Вот из каких токов, иногда и противоречивых, сгустился тот петербургский «романтический ветер» конца века, о котором я говорю, причем я упоминаю, конечно, лишь о самом главном или, точнее, о том, что казалось мне тогда самым главным. Поэзия еще не обернулась в те дни «магией», какой она стала для поэтов-символистов. Только-только вышел первый сборник Бальмонта «Под северным небом» (поэт вернулся из скандинавских фиордов, где «носилась чайка, серая чайка с печальными криками…»); «Стихи о Прекрасной Даме» изданы Блоком десятью годами позже, и уж за ними (кроме первой) прозвучали московские «Симфонии» Андрея Белого, который впоследствии в своих «Воспоминаниях о Блоке», так увлекательно рассказал об атмосфере нарождавшегося двадцатого столетия в связи с пророческими видениями Владимира Соловьева: «Молодежь того времени слышала нечто подобное шуму и видела нечто подобное свету; мы все отдавались стихии грядущих годин, отдавались отчетливо слышанной в воздухе поступи нового века».
Но этот «шум» и «свет» в годы моего «Рауха» еще только претворялись в рифмованные строки юных декадентов, как называла большая публика всех писателей и художников-новаторов без разбора, — после того как Валерий Брюсов пролепетал свой коротенький «Chef-d'Oeuvre» — название сборника стихов, над которым так потешался Владимир Соловьев (его пародии на декадентов, печатавшиеся чуть ли не в «Вестнике Европы», вызывали дружный отклик не в одних литературных кругах). Ранние стихи Мережковского, Минского, Зинаиды Гиппиус, Федора Сологуба, были тоже только «слишком ранние предтечи слишком медленной весны». Эти строчки Мережковского цитировались часто.

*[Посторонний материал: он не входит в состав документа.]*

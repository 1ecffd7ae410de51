//! Bearer-token extractors.
//!
//! Authentication is an explicit per-route choice: handlers that must know
//! the caller take [`AuthUser`]; handlers that only record identity when
//! one happens to be present take [`OptionalUser`]. Routes without either
//! are open.

use axum::extract::FromRequestParts;
use axum::http::{header, request::Parts};
use chrono::Utc;

use super::error::AppError;
use super::state::AppState;
use crate::auth::{bearer_token, Claims};

fn claims_from_parts(parts: &Parts, state: &AppState) -> Option<Claims> {
    let header = parts.headers.get(header::AUTHORIZATION)?.to_str().ok()?;
    let token = bearer_token(header)?;
    state.tokens.verify(token, Utc::now()).ok()
}

/// Required bearer identity; rejects with 401 when absent or invalid.
pub struct AuthUser(pub Claims);

impl FromRequestParts<AppState> for AuthUser {
    type Rejection = AppError;

    async fn from_request_parts(
        parts: &mut Parts,
        state: &AppState,
    ) -> Result<Self, Self::Rejection> {
        claims_from_parts(parts, state)
            .map(AuthUser)
            .ok_or_else(|| AppError::Unauthorized("Invalid token".to_string()))
    }
}

/// Best-effort bearer identity; any failure yields `None`.
pub struct OptionalUser(pub Option<Claims>);

impl FromRequestParts<AppState> for OptionalUser {
    type Rejection = std::convert::Infallible;

    async fn from_request_parts(
        parts: &mut Parts,
        state: &AppState,
    ) -> Result<Self, Self::Rejection> {
        Ok(OptionalUser(claims_from_parts(parts, state)))
    }
}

Романтический воздух накануне символизма был пропитан и музыкой… Кажется, не было в то время города более музыкального чем Петербург (отчасти и Москва, благодаря Мамонтову и его опере с 95 года). «Могучая кучка» получила, наконец, права гражданства. В Мариинском театре вырос русский репертуар. С легкой руки Антона Рубинштейна и затем графа Шереметева и Зилоти создались отличные симфонические оркестры. Все европейские виртуозы считали долгом посетить северную столицу. Наше запоздалое вагнерианство также относится к девяностым годам: «за» и «против» Вагнера стало нескончаемой темой русских споров.